Plastic pollution in the ocean is, by far, one of the worst biohazards of the Millenium. It damages the ecosystem, causing marine life and birds to become extinct.
We know that an ocean with plastic pollution floating in it can’t have many positive effects. But how does it affect the environment, and by extension, our lives? We have some answers.
How does plastic pollution in the ocean affect the environment and us?
1. Ghost Gear Injures the guts of marine mammals
Plastic that lingers can cause digestive issues in marine mammals. These often go untreated. It causes gut blockage and, eventually, death.
Environmentalists suggest that plastic consumption amounts to several tonnes a year. Small mammals in jest it, thereby spreading the risk to larger ones.
What about plastic and Ghost Gear? The plastic that drifts in the ocean has a close connection to ghost gear or the fishing nets abandoned at sea. These nets entangle and threaten marine life. According to a Greenpeace report, they are a primary source of plastic pollution in our oceans.
And that’s not the only concern. Ghost gear comprises plastic. Hence, microplastics will increase as fishers dump more ghost nets into our oceans. It puts marine animals, and, by extension, humans, at risk.
2. Harmful Substances
Plastic pollution that floats randomly affects human beings in different ways, albeit indirectly. Fish consume plastic; humans do so when they eat them.
Scientists have found microplastics in 114 marine species, and the number is enlarging. Although the amount is negligible, experts are still concerned about their effects.
Plastic is a hotbed of hazardous substances. These find their way into our homes when we eat affected marine life and cause numerous health problems. Plastic pollution is a source of lead, cadmium, and mercury, toxins that enter our bloodstreams when we consume the fish in the ocean.
The other is Bisphenol A, used in food packing, plastic bottles, and other materials. BPA affects hormonal function. We take it in when we consume marine mammals. Research shows that plastic constituents trigger cancer, immune deficiency, and congenital disabilities. One study found that BPA (Bisphenol A) is present in most teenagers.
Although we need more research on the dangers of plastic-contaminated seafood, we know that it cannot be beneficial for us.
3. Plastic is Stubborn
Plastic is a danger because it doesn’t break down quickly. It degrades after many centuries. When it does, it breaks into small pieces known as microplastics. The decomposition releases chemicals into the sea, endangering marine life.
Plastic harms not only living beings but the environment as well. Microplastics release trace gases and emit them when exposed to sunlight. These cause climate change.
Methane is such a gas. It and other gases can affect the international community’s ability to keep global warming below 1.5 degrees Celcius.
4. We Breathe Plastic
Many people are unaware of this, but we inhale plastics when we throw rubbish into the open air or our oceans. Research shows that people consume more than 50000 plastic particles a year.
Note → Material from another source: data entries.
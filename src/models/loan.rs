//! Loan ledger model and fine computation

use chrono::{DateTime, Duration, Utc};
use rust_decimal::Decimal;
use serde::{Deserialize, Serialize};
use sqlx::FromRow;
use utoipa::ToSchema;

use crate::error::{AppError, AppResult};

use super::ids::{BookId, LoanId, MemberId};

const MILLIS_PER_DAY: i64 = 86_400_000;

/// One row of the loan ledger
#[derive(Debug, Clone, PartialEq, Serialize, Deserialize, FromRow, ToSchema)]
#[serde(rename_all = "camelCase")]
pub struct LoanRecord {
    pub id: LoanId,
    pub book_id: BookId,
    pub member_id: MemberId,
    pub borrowed_on: DateTime<Utc>,
    pub due_date: DateTime<Utc>,
    /// Absent while the loan is open
    pub returned_on: Option<DateTime<Utc>>,
    #[serde(with = "rust_decimal::serde::float")]
    #[schema(value_type = f64)]
    pub fine: Decimal,
}

impl LoanRecord {
    pub fn is_open(&self) -> bool {
        self.returned_on.is_none()
    }
}

/// Everything needed to open a loan
#[derive(Debug, Clone, PartialEq)]
pub struct Checkout {
    pub book_id: BookId,
    pub member_id: MemberId,
    pub borrowed_on: DateTime<Utc>,
    pub due_date: DateTime<Utc>,
}

impl Checkout {
    pub fn open_record(&self) -> LoanRecord {
        LoanRecord {
            id: LoanId::new(),
            book_id: self.book_id,
            member_id: self.member_id,
            borrowed_on: self.borrowed_on,
            due_date: self.due_date,
            returned_on: None,
            fine: Decimal::ZERO,
        }
    }
}

/// Outcome of closing a loan
#[derive(Debug, Clone, PartialEq)]
pub struct ReturnReceipt {
    /// Member the book was lent to
    pub borrower: MemberId,
    pub due_date: DateTime<Utc>,
    pub fine: Decimal,
    /// False when the borrower had no open ledger row for the book
    pub ledger_closed: bool,
}

/// Loan length in whole days.
///
/// Clients may send a number, a numeric string or nothing at all. Anything
/// that does not yield a positive integer no greater than `max_days` falls
/// back to the default.
#[derive(Debug, Clone, Copy, PartialEq, Eq)]
pub struct LoanDays(i64);

impl LoanDays {
    pub fn coerce(value: Option<&serde_json::Value>, default_days: i64, max_days: i64) -> Self {
        let parsed = match value {
            Some(serde_json::Value::Number(n)) => n
                .as_i64()
                .or_else(|| n.as_f64().filter(|f| f.is_finite()).map(|f| f.trunc() as i64)),
            Some(serde_json::Value::String(s)) => leading_integer(s),
            _ => None,
        };
        match parsed {
            Some(days) if days > 0 && days <= max_days => Self(days),
            _ => Self(default_days),
        }
    }

    pub fn days(&self) -> i64 {
        self.0
    }

    pub fn due_from(&self, start: DateTime<Utc>) -> AppResult<DateTime<Utc>> {
        Duration::try_days(self.0)
            .and_then(|length| start.checked_add_signed(length))
            .ok_or_else(|| AppError::Validation(format!("Loan length of {} days is out of range", self.0)))
    }
}

/// Integer prefix of a string ("12 days" -> 12), ignoring leading whitespace
fn leading_integer(s: &str) -> Option<i64> {
    let s = s.trim_start();
    let (sign, digits) = match s.strip_prefix('-') {
        Some(rest) => (-1, rest),
        None => (1, s.strip_prefix('+').unwrap_or(s)),
    };
    let end = digits
        .char_indices()
        .find(|(_, c)| !c.is_ascii_digit())
        .map(|(i, _)| i)
        .unwrap_or(digits.len());
    digits[..end].parse::<i64>().ok().map(|n| sign * n)
}

/// Late-return fine schedule
#[derive(Debug, Clone, Copy, PartialEq)]
pub struct FinePolicy {
    pub per_day: Decimal,
}

impl FinePolicy {
    pub fn new(per_day: Decimal) -> Self {
        Self { per_day }
    }

    /// Whole days late, rounding any partial day up.
    pub fn days_late(due: DateTime<Utc>, returned_on: DateTime<Utc>) -> i64 {
        let late_ms = (returned_on - due).num_milliseconds();
        if late_ms <= 0 {
            return 0;
        }
        (late_ms + MILLIS_PER_DAY - 1) / MILLIS_PER_DAY
    }

    pub fn fine_for(&self, due: DateTime<Utc>, returned_on: DateTime<Utc>) -> Decimal {
        self.per_day * Decimal::from(Self::days_late(due, returned_on))
    }
}

impl Default for FinePolicy {
    fn default() -> Self {
        Self::new(Decimal::from(5))
    }
}
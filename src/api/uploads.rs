//! Cover upload endpoint

use axum::{extract::State, Json};
use axum_extra::extract::WithRejection;
use serde::{Deserialize, Serialize};
use utoipa::ToSchema;

use crate::{error::AppResult, AppState};

use super::{AuthenticatedUser, JsonBody};

/// Base64 encoded cover image
#[derive(Debug, Deserialize, ToSchema)]
pub struct UploadCoverRequest {
    /// Original file name; only its extension is kept
    pub filename: Option<String>,
    /// Image bytes, optionally prefixed with `data:image/...;base64,`
    pub base64: Option<String>,
}

#[derive(Serialize, ToSchema)]
pub struct UploadCoverResponse {
    pub ok: bool,
    /// Public path of the stored file
    pub path: String,
}

/// Store a cover image and return its public path
#[utoipa::path(
    post,
    path = "/uploadCover",
    tag = "books",
    security(("bearer_auth" = [])),
    request_body = UploadCoverRequest,
    responses(
        (status = 200, description = "Cover stored", body = UploadCoverResponse),
        (status = 400, description = "Missing or undecodable payload", body = crate::error::ErrorResponse),
        (status = 500, description = "Write failure", body = crate::error::ErrorResponse)
    )
)]
pub async fn upload_cover(
    State(state): State<AppState>,
    AuthenticatedUser(_user): AuthenticatedUser,
    WithRejection(Json(request), _): JsonBody<UploadCoverRequest>,
) -> AppResult<Json<UploadCoverResponse>> {
    let path = state
        .services
        .uploads
        .save_cover(request.filename.as_deref(), request.base64.as_deref())
        .await?;

    Ok(Json(UploadCoverResponse { ok: true, path }))
}
#[tokio::test]
async fn test_borrow_return_and_reports() {
    let app = TestApp::new().await;
    let token = app.login_as("desk@example.com", "admin").await;
    let book = app.create_book(&token, "Dune").await;
    let other = app.create_book(&token, "Emma").await;
    let member = app.create_member(&token, "alice@example.com").await;

    let (status, body) = app
        .json(
            Method::POST,
            "/api/borrow",
            Some(&token),
            Some(json!({"bookId": book, "memberId": member, "days": "abc"})),
        )
        .await;
    assert_eq!(status, StatusCode::OK);
    assert_eq!(body["ok"], true);
    assert!(body["dueDate"].is_string());

    let (status, _) = app
        .json(
            Method::POST,
            "/api/borrow",
            Some(&token),
            Some(json!({"bookId": book, "memberId": member})),
        )
        .await;
    assert_eq!(status, StatusCode::BAD_REQUEST);

    let (status, _) = app
        .json(
            Method::POST,
            "/api/borrow",
            Some(&token),
            Some(json!({"bookId": other, "memberId": uuid::Uuid::new_v4().to_string()})),
        )
        .await;
    assert_eq!(status, StatusCode::NOT_FOUND);

    let (_, members) = app.json(Method::GET, "/api/members", None, None).await;
    assert_eq!(members[0]["borrowedBooks"][0]["bookId"], book.as_str());

    let (_, open) = app.json(Method::GET, "/api/loans?open=true", None, None).await;
    assert_eq!(open.as_array().unwrap().len(), 1);

    let (status, body) = app
        .json(
            Method::POST,
            "/api/return",
            Some(&token),
            Some(json!({"bookId": book, "memberId": member})),
        )
        .await;
    assert_eq!(status, StatusCode::OK);
    assert_eq!(body["fine"], 0.0);

    let (status, _) = app
        .json(
            Method::POST,
            "/api/return",
            Some(&token),
            Some(json!({"bookId": book, "memberId": member})),
        )
        .await;
    assert_eq!(status, StatusCode::BAD_REQUEST);

    let (_, top) = app.json(Method::GET, "/api/reports/most-borrowed", None, None).await;
    assert_eq!(top[0]["id"], book.as_str());
    assert_eq!(top[0]["borrowCount"], 1);
    assert_eq!(top[0]["status"], "Available");

    let (_, active) = app
        .json(Method::GET, "/api/reports/active-members", None, None)
        .await;
    assert_eq!(active[0]["memberId"], member.as_str());
    assert_eq!(active[0]["borrowCount"], 1);
    assert_eq!(active[0]["member"]["email"], "alice@example.com");

    let (status, overdue) = app.json(Method::GET, "/api/reports/overdue", None, None).await;
    assert_eq!(status, StatusCode::OK);
    assert_eq!(overdue, json!([]));
}

#[tokio::test]
async fn test_upload_cover_is_served() {
    let app = TestApp::new().await;
    let token = app.login_as("up@example.com", "member").await;

    let (status, body) = app
        .json(
            Method::POST,
            "/api/uploadCover",
            Some(&token),
            Some(json!({"filename": "front.weird", "base64": "data:image/png;base64,aGVsbG8="})),
        )
        .await;
    assert_eq!(status, StatusCode::OK);
    let path = body["path"].as_str().unwrap().to_string();
    assert!(path.starts_with("/uploads/"));
    assert!(path.ends_with(".weird"));

    let request = Request::builder().uri(&path).body(Body::empty()).unwrap();
    let response = app.router.clone().oneshot(request).await.unwrap();
    assert_eq!(response.status(), StatusCode::OK);
    assert_eq!(response.headers()[header::CONTENT_TYPE], "image/jpeg");

    let (status, _) = app
        .json(
            Method::POST,
            "/api/uploadCover",
            Some(&token),
            Some(json!({"filename": "a.png", "base64": "%%%"})),
        )
        .await;
    assert_eq!(status, StatusCode::BAD_REQUEST);
}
How you can help the ocean?
1. Know about Environmental Issues
Then, take part in your local, environmental efforts. If there’s a beach cleanup or recycling project in your neighborhood, take part in it. Anything that you can contribute counts. Make it a point to support waterway cleanups. Work with organizations that are working to stop plastic from flowing into our oceans.
3. Use fewer plastics
The best way to reduce the use of plastics is to cut them yourself. Don’t use plastic straws when buying drinks – buy metal ones that you can reuse instead. Some restaurants contribute to the Green Effort by not providing plastic straws.
Make it a point to visit undisturbed (at least, relatively) areas. Eco-tourism is an alternative to commercial ones. Tourists tend to travel irresponsibly during these. Organizations such as Waves for Development ensure that your trips leave a positive instead of a negative one. Visit Nicaragua, Peru, or Bolivia – volunteer to build communities.
If you visit commercial tourist destinations like Bali, have a purpose. Point out any damage to the environment, and remind your loved ones not to litter or use non-biodegradable products.
5. Stay active.
Why not swim, sail, or canoe in the ocean? You’ll appreciate it more of you are active. Studies show that people who engage in outdoor activities have more environmental concerns than others.
6. Up-cycle Your Belongings
Do you want to throw away your old plastic table? Tap on your creative juices. Up-cycle it by giving it a fresh coat of paint, and add a few personal touches. You may re-purpose it and use it as a vanity.
7. Teach others
The best way to express your concerns about plastic swirling around in the ocean is by teaching others. Education is an extension of learning, and it allows interaction with others. As a teacher, you can also communicate your love of the Earth with them.
Be the change you envision. Don’t let plastic pollution lying around in the ocean overwhelm you.